What the task requires: All entries are to be repeated exactly as shown below.

Information supplied:
_____

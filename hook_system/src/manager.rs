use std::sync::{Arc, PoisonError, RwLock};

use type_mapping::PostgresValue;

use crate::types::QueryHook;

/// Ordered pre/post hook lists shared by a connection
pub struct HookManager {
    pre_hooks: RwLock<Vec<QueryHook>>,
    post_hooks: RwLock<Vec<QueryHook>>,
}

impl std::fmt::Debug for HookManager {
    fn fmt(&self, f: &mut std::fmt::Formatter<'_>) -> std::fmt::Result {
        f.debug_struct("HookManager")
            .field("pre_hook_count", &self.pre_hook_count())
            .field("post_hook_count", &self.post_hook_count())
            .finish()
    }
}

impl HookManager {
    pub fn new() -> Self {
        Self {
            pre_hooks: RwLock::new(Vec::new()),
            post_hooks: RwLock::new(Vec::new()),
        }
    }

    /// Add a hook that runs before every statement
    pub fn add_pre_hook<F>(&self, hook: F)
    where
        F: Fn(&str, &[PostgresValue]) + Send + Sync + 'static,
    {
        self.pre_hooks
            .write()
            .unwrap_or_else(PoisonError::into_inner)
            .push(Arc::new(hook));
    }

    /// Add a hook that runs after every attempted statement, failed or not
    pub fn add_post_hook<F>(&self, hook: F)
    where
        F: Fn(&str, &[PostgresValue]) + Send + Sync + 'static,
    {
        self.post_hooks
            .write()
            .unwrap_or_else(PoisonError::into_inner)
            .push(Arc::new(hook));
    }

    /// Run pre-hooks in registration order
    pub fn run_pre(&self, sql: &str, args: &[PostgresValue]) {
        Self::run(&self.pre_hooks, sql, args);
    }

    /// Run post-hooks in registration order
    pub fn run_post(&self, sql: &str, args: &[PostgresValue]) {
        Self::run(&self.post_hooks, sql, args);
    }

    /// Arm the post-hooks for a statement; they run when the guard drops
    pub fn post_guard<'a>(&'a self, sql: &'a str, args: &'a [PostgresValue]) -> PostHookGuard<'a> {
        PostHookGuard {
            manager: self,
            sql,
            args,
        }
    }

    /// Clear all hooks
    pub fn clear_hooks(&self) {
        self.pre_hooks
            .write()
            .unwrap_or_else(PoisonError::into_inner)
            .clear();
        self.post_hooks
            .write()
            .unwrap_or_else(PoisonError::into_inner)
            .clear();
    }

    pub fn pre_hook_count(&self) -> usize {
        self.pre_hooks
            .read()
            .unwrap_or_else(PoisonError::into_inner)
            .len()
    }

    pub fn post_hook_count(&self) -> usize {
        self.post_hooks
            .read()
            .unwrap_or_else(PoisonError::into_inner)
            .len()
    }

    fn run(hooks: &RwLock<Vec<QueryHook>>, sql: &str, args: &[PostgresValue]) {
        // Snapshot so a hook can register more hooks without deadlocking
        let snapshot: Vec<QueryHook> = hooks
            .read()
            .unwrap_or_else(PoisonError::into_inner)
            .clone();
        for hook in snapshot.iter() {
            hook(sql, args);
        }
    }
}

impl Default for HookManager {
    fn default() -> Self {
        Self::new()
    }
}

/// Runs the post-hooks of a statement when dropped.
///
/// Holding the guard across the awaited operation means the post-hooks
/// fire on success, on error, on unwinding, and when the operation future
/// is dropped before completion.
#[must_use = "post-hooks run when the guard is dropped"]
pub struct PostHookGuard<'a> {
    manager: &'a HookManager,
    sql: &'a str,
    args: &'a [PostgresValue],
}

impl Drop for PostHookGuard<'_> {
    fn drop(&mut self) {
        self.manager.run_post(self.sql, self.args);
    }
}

_____

Exercise solution:
filename hook_system/src/manager.rs
use std::sync::{Arc, PoisonError, RwLock};

use type_mapping::PostgresValue;

use crate::types::QueryHook;

/// Ordered pre/post hook lists shared by a connection
pub struct HookManager {
    pre_hooks: RwLock<Vec<QueryHook>>,
    post_hooks: RwLock<Vec<QueryHook>>,
}

impl std::fmt::Debug for HookManager {
    fn fmt(&self, f: &mut std::fmt::Formatter<'_>) -> std::fmt::Result {
        f.debug_struct("HookManager")
            .field("pre_hook_count", &self.pre_hook_count())
            .field("post_hook_count", &self.post_hook_count())
            .finish()
    }
}

impl HookManager {
    pub fn new() -> Self {
        Self {
            pre_hooks: RwLock::new(Vec::new()),
            post_hooks: RwLock::new(Vec::new()),
        }
    }

    /// Add a hook that runs before every statement
    pub fn add_pre_hook<F>(&self, hook: F)
    where
        F: Fn(&str, &[PostgresValue]) + Send + Sync + 'static,
    {
        self.pre_hooks
            .write()
            .unwrap_or_else(PoisonError::into_inner)
            .push(Arc::new(hook));
    }

    /// Add a hook that runs after every attempted statement, failed or not
    pub fn add_post_hook<F>(&self, hook: F)
    where
        F: Fn(&str, &[PostgresValue]) + Send + Sync + 'static,
    {
        self.post_hooks
            .write()
            .unwrap_or_else(PoisonError::into_inner)
            .push(Arc::new(hook));
    }

    /// Run pre-hooks in registration order
    pub fn run_pre(&self, sql: &str, args: &[PostgresValue]) {
        Self::run(&self.pre_hooks, sql, args);
    }

    /// Run post-hooks in registration order
    pub fn run_post(&self, sql: &str, args: &[PostgresValue]) {
        Self::run(&self.post_hooks, sql, args);
    }

    /// Arm the post-hooks for a statement; they run when the guard drops
    pub fn post_guard<'a>(&'a self, sql: &'a str, args: &'a [PostgresValue]) -> PostHookGuard<'a> {
        PostHookGuard {
            manager: self,
            sql,
            args,
        }
    }

    /// Clear all hooks
    pub fn clear_hooks(&self) {
        self.pre_hooks
            .write()
            .unwrap_or_else(PoisonError::into_inner)
            .clear();
        self.post_hooks
            .write()
            .unwrap_or_else(PoisonError::into_inner)
            .clear();
    }

    pub fn pre_hook_count(&self) -> usize {
        self.pre_hooks
            .read()
            .unwrap_or_else(PoisonError::into_inner)
            .len()
    }

    pub fn post_hook_count(&self) -> usize {
        self.post_hooks
            .read()
            .unwrap_or_else(PoisonError::into_inner)
            .len()
    }

    fn run(hooks: &RwLock<Vec<QueryHook>>, sql: &str, args: &[PostgresValue]) {
        // Snapshot so a hook can register more hooks without deadlocking
        let snapshot: Vec<QueryHook> = hooks
            .read()
            .unwrap_or_else(PoisonError::into_inner)
            .clone();
        for hook in snapshot.iter() {
            hook(sql, args);
        }
    }
}

impl Default for HookManager {
    fn default() -> Self {
        Self::new()
    }
}

/// Runs the post-hooks of a statement when dropped.
///
/// Holding the guard across the awaited operation means the post-hooks
/// fire on success, on error, on unwinding, and when the operation future
/// is dropped before completion.
#[must_use = "post-hooks run when the guard is dropped"]
pub struct PostHookGuard<'a> {
    manager: &'a HookManager,
    sql: &'a str,
    args: &'a [PostgresValue],
}

impl Drop for PostHookGuard<'_> {
    fn drop(&mut self) {
        self.manager.run_post(self.sql, self.args);
    }
}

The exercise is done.